The mysterious voice said: “Creatures will
often do very stupid things for love.” The last word echoed.
Otom's nose began to tingle and he rubbed at
it with the back of his hand. His eyes began to water and his skin
felt hot and flushed as he watched thousands of salmon swim against
the current. They swam faster and faster, jumping higher and higher
and higher. Events sped up till Otom felt sick at the pace. Sun.
Moon. Sun. Moon. Sun-
Suddenly he was awakened by the smell of
smoke. He opened his eyes to see black billowing clouds hanging
thick in the air and he panicked, hurling himself out of his
chair.
“Allura?” he coughed. He crouched low and
walked towards where Allura had been cooking.
She was lying on the floor. Otom put his
hands under her arms and dragged her outside. He grabbed a huge
armful of snow and carried it inside to throw on the flames that
had grown near the stove, but it wasn't enough. It hissed and
melted as it made contact with the fire, but it seemed to make not
a dent in the blaze.
Otom worked tirelessly trying to smother the
flames with blankets and snow while alternately checking on Allura,
but eventually he lost the battle, his house collapsing in on
itself with a mighty thud and a rush of flame. He was barely able
to throw Allura and himself out of the way of the avalanche of wood
and fire.
Allura's nose was bleeding, but Otom wasn't
sure when that had happened. He stood up slowly from the ground and
gazed at what remained of his parents' house. It would take him
quite some time to rebuild it. His heart felt like wood. He
wondered - for the first time, but not the last – if he were cursed
somehow. He gathered his beauty up in his arms and headed to the
shed where she would be warm enough.
“Fire Kin,” she muttered as he carried
her.
“What did you say?” Otom asked.
“Fire Kin.” The words barely escaped her
pale, dry lips.
He opened the door to the shed and carried
her inside. There was just enough room to lay her down on the floor
and close the door. Light shone in only from the small window as
Otom tried to decide what to do next.
Allura decided for him when she stood up
suddenly, nearly hitting her head on the ceiling of the small
space.
“Make love to me,” she said, her face
suddenly wild.
“Excuse me?” asked Otom.
“Fuck me,” she repeated slowly, as if she
were talking to a slow child.
She grabbed her coat and tore it open,
exposing the cotton dress she always wore under it. She shrugged
her arms out of the coat as Otom stood still, not moving a muscle,
fearing he was suffering some delusion.
“Allura,” he said, “you have to keep your
coat on. It's well below freezing out here.”

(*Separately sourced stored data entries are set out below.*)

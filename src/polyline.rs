//! Route geometry as a decoded coordinate sequence.
//!
//! Directions are requested with GeoJSON geometries, so the wire form is a
//! `LineString` with `[lng, lat]` positions. The map renderer consumes the
//! same shape, which is what [`Polyline`] serializes back to.

use serde::{Deserialize, Serialize};

use crate::coordinates::Coordinate;

const LINE_STRING: &str = "LineString";

/// A route geometry as decoded coordinates.
#[derive(Debug, Clone, Default, PartialEq, Serialize, Deserialize)]
#[serde(from = "GeoJsonLineString", into = "GeoJsonLineString")]
pub struct Polyline {
    points: Vec<Coordinate>,
}

impl Polyline {
    pub fn new(points: Vec<Coordinate>) -> Self {
        Self { points }
    }

    pub fn points(&self) -> &[Coordinate] {
        &self.points
    }

    pub fn into_points(self) -> Vec<Coordinate> {
        self.points
    }

    pub fn is_empty(&self) -> bool {
        self.points.is_empty()
    }
}

#[derive(Debug, Clone, Serialize, Deserialize)]
struct GeoJsonLineString {
    #[serde(rename = "type")]
    kind: String,
    #[serde(default)]
    coordinates: Vec<[f64; 2]>,
}

impl From<GeoJsonLineString> for Polyline {
    fn from(line: GeoJsonLineString) -> Self {
        Self::new(
            line.coordinates
                .into_iter()
                .map(|[lng, lat]| Coordinate::new(lng, lat))
                .collect(),
        )
    }
}

impl From<Polyline> for GeoJsonLineString {
    fn from(polyline: Polyline) -> Self {
        Self {
            kind: LINE_STRING.to_string(),
            coordinates: polyline.points.into_iter().map(|point| [point.lng, point.lat]).collect(),
        }
    }
}

#[cfg(test)]
mod tests {
    use super::*;
    use crate::coordinates::DEFAULT_STOPS;

    #[test]
    fn test_keeps_route_points_in_order() {
        let points = DEFAULT_STOPS.to_vec();
        let polyline = Polyline::new(points.clone());
        assert_eq!(polyline.points(), &points[..]);
        assert_eq!(polyline.into_points(), points);
    }

    #[test]
    fn test_default_has_no_geometry() {
        assert!(Polyline::default().is_empty());
    }

    #[test]
    fn test_reads_geojson_line_string() {
        let json = r#"{"type":"LineString","coordinates":[[76.1,30.2],[76.2,30.3]]}"#;
        let polyline: Polyline = serde_json::from_str(json).expect("valid line string");
        assert_eq!(
            polyline.points(),
            &[Coordinate::new(76.1, 30.2), Coordinate::new(76.2, 30.3)]
        );
    }

    #[test]
    fn test_writes_geojson_line_string() {
        let polyline = Polyline::new(vec![Coordinate::new(1.5, 2.5)]);
        let value = serde_json::to_value(&polyline).expect("serializable");
        assert_eq!(value["type"], "LineString");
        assert_eq!(value["coordinates"][0][0], 1.5);
        assert_eq!(value["coordinates"][0][1], 2.5);
    }
}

She shrugged herself free from the shoulders
of her dress and quickly tore it down, leaving her torso
susceptible to the open air. Her skin had goosebumps all the way
from her shoulders to her waist, her skin an odd blue color.
“Something's wrong with you,” Otom said.
“Yes,” she said. “The fact that you are not
on top of me.”
Otom noticed her eyes. They looked similar
to how Ris's had looked as he'd paced under the treehouse;
bloodshot and oddly aimed. Allura grabbed Otom's hand and tried to
pull it to her chest, but Otom resisted, not knowing exactly what
was going on.
“What's the matter?” she challenged. “Tits
aren't big enough for ya, Fire Kin?”
“No,” he said, trying to push her dress up.
“You've gone insane.”
Allura put her hands to her head then,
abandoning her attack on Otom's hand. He took the opportunity to
try and get her coat wrapped around her again and he was able to
close it over her. She wept as he lowered her gently to the
ground.
“Oh, Otom,” she moaned. “My head hurts . . .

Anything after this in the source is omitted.